Re: 1.5 badly dies after a few seconds

From: Willy Tarreau <w#1wt.eu>
Date: Sat, 18 Sep 2010 09:41:50 +0200


Hi Joe,

On Thu, Sep 16, 2010 at 04:49:00PM +0200, R.Nagy József wrote:
> Some more details, let the production server suffer 2 more times to
> test a narrowed down config.
> The new config only worked as a rate limiter 1.5.dev haproxy instance,
> and had a running 1.3 instance in the background doing the real
> backend game.

I really appreciate your involvement in trying to get this issue solved.

> So for the 1.5 rate limiter -still dieing- config was narrowed down to:
>
> global
> log 127.0.0.1 daemon debug
> maxconn 1024
> chroot /var/chroot/haproxy2
> uid 99
> gid 99
> daemon
> quiet
> pidfile /var/run/haproxy-private2.pid

One thing could be very useful, it would be to add the stats socket here in the global section :

	stats socket /tmp/haproxy.sock level admin mode 666
	stats timeout 1d

Then using the "socat" tool, you can connect to it and launch some commands to inspect the internal state :

 $ socat readline unix-connect:/tmp/haproxy.sock  prompt

 > show info
 > show stat
 > show sess
 > show table
 > show table mySite-webfarm

I'm particularly interested in those outputs, they will make it easier to find if we're facing a memory corruption, a resource shortage or any such trouble.
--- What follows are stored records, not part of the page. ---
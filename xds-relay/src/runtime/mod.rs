//! Provides abstraction for async runtimes.
//!
//! Every upstream stream session runs a sender task and a receiver task.
//! The runtime spawns both and supplies the timer used to bound each send.

use std::future::Future;
use std::time::Duration;

use crate::error::{Error, Result};

#[cfg(feature = "rt-tokio")]
pub mod tokio;

/// Task spawning and timers for stream sessions.
pub trait Runtime: Send + Sync + Clone + 'static {
    /// Spawn a session task. It runs detached until it finishes on its own.
    fn spawn<F>(&self, future: F)
    where
        F: Future<Output = ()> + Send + 'static;

    /// Sleep for the given duration.
    fn sleep(&self, duration: Duration) -> impl Future<Output = ()> + Send;

    /// Drive `future` for at most `limit`.
    ///
    /// Fails with [`Error::SendTimeout`] if the limit elapses first; the
    /// future is dropped in that case.
    fn timeout<F>(
        &self,
        limit: Duration,
        future: F,
    ) -> impl Future<Output = Result<F::Output>> + Send
    where
        F: Future + Send,
        F::Output: Send,
    {
        let sleep = self.sleep(limit);
        async move {
            ::tokio::select! {
                biased;
                output = future => Ok(output),
                _ = sleep => Err(Error::SendTimeout(limit)),
            }
        }
    }
}
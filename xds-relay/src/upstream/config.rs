//! Configuration for the upstream client.

use std::time::Duration;

use crate::error::{Error, Result};

/// Send timeout applied when none is configured.
pub const DEFAULT_SEND_TIMEOUT: Duration = Duration::from_secs(5);

/// Per-call options of the upstream client.
#[derive(Debug, Clone, Copy, PartialEq, Eq)]
pub struct CallOptions {
    /// Upper bound on a single send to the origin server.
    ///
    /// A send that does not complete in time tears the stream down.
    ///
    /// Default: 5 seconds.
    pub timeout: Duration,
}

impl CallOptions {
    /// Create options with the given send timeout.
    ///
    /// # Errors
    ///
    /// Returns an error if `timeout` is zero.
    ///
    /// # Example
    ///
    /// ```
    /// use xds_relay::CallOptions;
    /// use std::time::Duration;
    ///
    /// let options = CallOptions::new(Duration::from_millis(500))?;
    /// assert_eq!(options.timeout, Duration::from_millis(500));
    /// # Ok::<(), xds_relay::Error>(())
    /// ```
    pub fn new(timeout: Duration) -> Result<Self> {
        Self::default().with_timeout(timeout)
    }

    /// Set the send timeout.
    ///
    /// # Errors
    ///
    /// Returns an error if `timeout` is zero.
    pub fn with_timeout(mut self, timeout: Duration) -> Result<Self> {
        if timeout.is_zero() {
            return Err(Error::Validation(
                "send timeout must be greater than zero".into(),
            ));
        }
        self.timeout = timeout;
        Ok(self)
    }
}

impl Default for CallOptions {
    fn default() -> Self {
        Self {
            timeout: DEFAULT_SEND_TIMEOUT,
        }
    }
}

/// Configuration for connecting to the origin server.
#[derive(Debug, Clone)]
pub struct UpstreamConfig {
    /// URI of the origin management server, e.g. `http://origin:18000`.
    pub server_uri: String,

    /// Options applied to every stream.
    pub call_options: CallOptions,
}

impl UpstreamConfig {
    /// Create a configuration for `server_uri` with default call options.
    ///
    /// # Example
    ///
    /// ```
    /// use xds_relay::{CallOptions, UpstreamConfig};
    /// use std::time::Duration;
    ///
    /// let config = UpstreamConfig::new("http://origin:18000")
    ///     .with_call_options(CallOptions::new(Duration::from_secs(1)).unwrap());
    /// assert_eq!(config.call_options.timeout, Duration::from_secs(1));
    /// ```
    pub fn new(server_uri: impl Into<String>) -> Self {
        Self {
            server_uri: server_uri.into(),
            call_options: CallOptions::default(),
        }
    }

    /// Set the call options.
    pub fn with_call_options(mut self, call_options: CallOptions) -> Self {
        self.call_options = call_options;
        self
    }
}

#[cfg(test)]
mod tests {
    use super::*;

    #[test]
    fn test_default_timeout() {
        assert_eq!(CallOptions::default().timeout, DEFAULT_SEND_TIMEOUT);
        assert_eq!(
            UpstreamConfig::new("http://localhost:18000").call_options,
            CallOptions::default()
        );
    }

    #[test]
    fn test_zero_timeout_rejected() {
        assert!(matches!(
            CallOptions::new(Duration::ZERO),
            Err(Error::Validation(_))
        ));
        assert!(CallOptions::default().with_timeout(Duration::ZERO).is_err());
    }

    #[test]
    fn test_with_timeout() {
        let options = CallOptions::default()
            .with_timeout(Duration::from_nanos(1))
            .unwrap();
        assert_eq!(options.timeout, Duration::from_nanos(1));
    }
}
If it's easier for you, you can also chain all the commands at once and avoid long copy-pastes :

 $ echo "show info;show stat;show sess;show table;show table mySite-webfarm" | socat stdio unix-connect:/tmp/haproxy.sock > haproxy-debug.log

I'm just thinking about something else : there are basically two things that change with the OS :

  1. polling system

you may try to disable kqueue by adding "nokqueue" in the global section. I don't think it's the issue because kqueue has not changed between 1.4 and 1.5 and there are some happy users of 1.4 on FreeBSD/OpenBSD.

2) struct sizes

the pool allocator merges structs of similar sizes in the same pools. In the past it has already happened that an uninitialized member that was always zero caused no trouble on most platforms but caused crashes on other ones due to it containing data from another use. You can check pool sizes by starting haproxy in debug mode then issuing a kill -QUIT on it :

  terminal1$ haproxy -db -f $file.cfg
  terminal2$ killall -QUIT haproxy

Haproxy will then dump all of its pools statistics to the stderr output. You don't need to do that in production in fact, you can do that on a test machine, because the output only depends on the binary itself and not on the environment.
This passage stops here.